***** Available data
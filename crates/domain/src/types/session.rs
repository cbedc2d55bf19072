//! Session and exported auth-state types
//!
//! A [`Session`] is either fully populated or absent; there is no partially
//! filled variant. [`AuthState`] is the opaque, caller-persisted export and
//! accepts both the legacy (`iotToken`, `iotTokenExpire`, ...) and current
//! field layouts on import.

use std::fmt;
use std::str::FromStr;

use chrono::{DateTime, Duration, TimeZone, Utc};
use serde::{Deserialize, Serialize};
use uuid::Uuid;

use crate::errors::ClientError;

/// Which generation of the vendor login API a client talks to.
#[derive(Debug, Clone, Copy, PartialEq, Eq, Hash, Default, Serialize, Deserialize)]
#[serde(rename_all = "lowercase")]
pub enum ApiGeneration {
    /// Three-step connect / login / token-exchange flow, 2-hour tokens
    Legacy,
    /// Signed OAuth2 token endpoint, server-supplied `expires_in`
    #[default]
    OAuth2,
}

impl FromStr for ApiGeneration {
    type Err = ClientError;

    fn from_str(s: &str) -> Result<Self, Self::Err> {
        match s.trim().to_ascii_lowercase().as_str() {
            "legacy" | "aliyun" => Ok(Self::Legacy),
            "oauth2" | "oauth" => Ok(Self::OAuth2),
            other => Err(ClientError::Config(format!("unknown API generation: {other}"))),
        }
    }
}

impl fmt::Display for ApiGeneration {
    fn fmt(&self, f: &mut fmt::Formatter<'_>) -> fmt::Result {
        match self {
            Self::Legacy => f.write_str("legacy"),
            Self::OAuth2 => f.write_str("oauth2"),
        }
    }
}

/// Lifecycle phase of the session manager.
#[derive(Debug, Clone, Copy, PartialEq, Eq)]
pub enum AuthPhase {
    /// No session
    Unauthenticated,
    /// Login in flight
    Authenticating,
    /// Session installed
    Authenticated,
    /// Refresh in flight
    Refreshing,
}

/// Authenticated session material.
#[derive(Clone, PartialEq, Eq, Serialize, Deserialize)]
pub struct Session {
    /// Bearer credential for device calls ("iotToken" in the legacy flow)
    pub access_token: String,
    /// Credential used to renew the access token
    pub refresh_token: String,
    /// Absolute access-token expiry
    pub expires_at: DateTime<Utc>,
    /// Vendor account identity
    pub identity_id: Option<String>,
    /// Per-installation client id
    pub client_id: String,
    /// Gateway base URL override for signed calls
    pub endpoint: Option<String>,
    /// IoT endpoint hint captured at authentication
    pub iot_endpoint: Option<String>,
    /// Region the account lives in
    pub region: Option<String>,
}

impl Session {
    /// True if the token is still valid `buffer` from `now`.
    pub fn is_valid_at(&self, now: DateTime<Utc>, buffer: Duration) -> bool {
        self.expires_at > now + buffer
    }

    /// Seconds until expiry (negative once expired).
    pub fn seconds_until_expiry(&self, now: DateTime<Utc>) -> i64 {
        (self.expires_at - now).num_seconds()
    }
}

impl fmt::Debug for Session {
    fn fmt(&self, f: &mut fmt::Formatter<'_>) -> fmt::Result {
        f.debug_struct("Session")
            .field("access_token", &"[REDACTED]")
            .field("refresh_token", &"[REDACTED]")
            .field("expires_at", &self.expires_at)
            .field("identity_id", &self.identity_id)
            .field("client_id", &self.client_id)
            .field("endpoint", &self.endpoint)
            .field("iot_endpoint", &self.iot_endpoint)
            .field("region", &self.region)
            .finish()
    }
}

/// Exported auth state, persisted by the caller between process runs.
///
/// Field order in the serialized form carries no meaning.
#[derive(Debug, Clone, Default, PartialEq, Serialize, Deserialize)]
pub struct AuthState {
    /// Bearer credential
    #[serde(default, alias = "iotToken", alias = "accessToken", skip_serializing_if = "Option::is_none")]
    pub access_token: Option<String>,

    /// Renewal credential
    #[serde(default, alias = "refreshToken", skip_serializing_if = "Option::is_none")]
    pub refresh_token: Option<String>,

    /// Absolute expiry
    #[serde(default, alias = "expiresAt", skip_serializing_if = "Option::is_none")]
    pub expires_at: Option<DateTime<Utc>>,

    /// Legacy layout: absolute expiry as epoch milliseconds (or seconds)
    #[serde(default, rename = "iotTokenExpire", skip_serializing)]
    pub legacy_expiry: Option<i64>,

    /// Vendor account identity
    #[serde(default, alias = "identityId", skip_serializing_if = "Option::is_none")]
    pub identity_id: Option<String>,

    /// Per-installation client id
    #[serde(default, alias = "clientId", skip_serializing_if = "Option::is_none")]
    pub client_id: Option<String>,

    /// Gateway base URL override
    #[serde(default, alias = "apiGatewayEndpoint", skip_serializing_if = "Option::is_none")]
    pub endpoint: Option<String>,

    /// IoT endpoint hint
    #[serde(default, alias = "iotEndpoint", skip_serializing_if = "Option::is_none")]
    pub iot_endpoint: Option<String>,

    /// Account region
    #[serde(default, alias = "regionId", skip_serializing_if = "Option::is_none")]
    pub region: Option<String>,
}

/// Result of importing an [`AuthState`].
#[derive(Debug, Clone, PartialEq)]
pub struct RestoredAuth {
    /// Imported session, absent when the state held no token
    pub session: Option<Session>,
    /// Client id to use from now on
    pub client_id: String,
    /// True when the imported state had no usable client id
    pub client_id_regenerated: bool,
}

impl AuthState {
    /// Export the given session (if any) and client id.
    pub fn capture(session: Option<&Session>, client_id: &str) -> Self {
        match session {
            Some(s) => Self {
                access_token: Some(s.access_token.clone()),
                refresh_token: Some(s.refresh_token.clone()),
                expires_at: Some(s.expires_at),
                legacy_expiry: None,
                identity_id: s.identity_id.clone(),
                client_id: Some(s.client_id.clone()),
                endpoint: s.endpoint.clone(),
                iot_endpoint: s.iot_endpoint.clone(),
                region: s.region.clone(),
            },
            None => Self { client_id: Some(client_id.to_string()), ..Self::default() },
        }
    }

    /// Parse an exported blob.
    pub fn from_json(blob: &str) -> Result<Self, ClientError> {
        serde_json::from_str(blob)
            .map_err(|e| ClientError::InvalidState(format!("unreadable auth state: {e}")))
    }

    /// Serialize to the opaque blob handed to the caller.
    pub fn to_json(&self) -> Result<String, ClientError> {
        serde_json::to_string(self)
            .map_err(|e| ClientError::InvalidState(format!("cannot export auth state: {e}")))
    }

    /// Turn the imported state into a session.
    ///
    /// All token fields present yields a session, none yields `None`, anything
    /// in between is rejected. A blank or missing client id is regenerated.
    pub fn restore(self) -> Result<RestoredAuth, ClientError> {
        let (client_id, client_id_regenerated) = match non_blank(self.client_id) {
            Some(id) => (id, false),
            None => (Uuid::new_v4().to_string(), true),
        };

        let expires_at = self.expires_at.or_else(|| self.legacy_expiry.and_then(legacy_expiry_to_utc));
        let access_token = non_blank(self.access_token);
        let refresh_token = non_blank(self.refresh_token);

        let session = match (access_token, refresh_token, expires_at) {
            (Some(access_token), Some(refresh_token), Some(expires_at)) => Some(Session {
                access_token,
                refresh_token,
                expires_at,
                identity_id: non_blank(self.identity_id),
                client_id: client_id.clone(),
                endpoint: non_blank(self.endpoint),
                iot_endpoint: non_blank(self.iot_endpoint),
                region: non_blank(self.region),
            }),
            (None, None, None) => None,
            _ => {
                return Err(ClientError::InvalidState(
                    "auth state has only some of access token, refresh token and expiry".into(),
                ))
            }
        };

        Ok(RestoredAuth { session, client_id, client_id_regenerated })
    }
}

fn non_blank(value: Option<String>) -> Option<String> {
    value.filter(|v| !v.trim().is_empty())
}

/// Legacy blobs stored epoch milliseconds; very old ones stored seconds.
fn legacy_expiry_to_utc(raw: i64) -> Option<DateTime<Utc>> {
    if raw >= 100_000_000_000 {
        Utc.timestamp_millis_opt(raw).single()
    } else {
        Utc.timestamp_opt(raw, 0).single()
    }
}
**********
Search the records for the word "Bearer". Copy every line that has it.

    /// Bearer credential for device calls ("iotToken" in the legacy flow)
    /// Bearer credential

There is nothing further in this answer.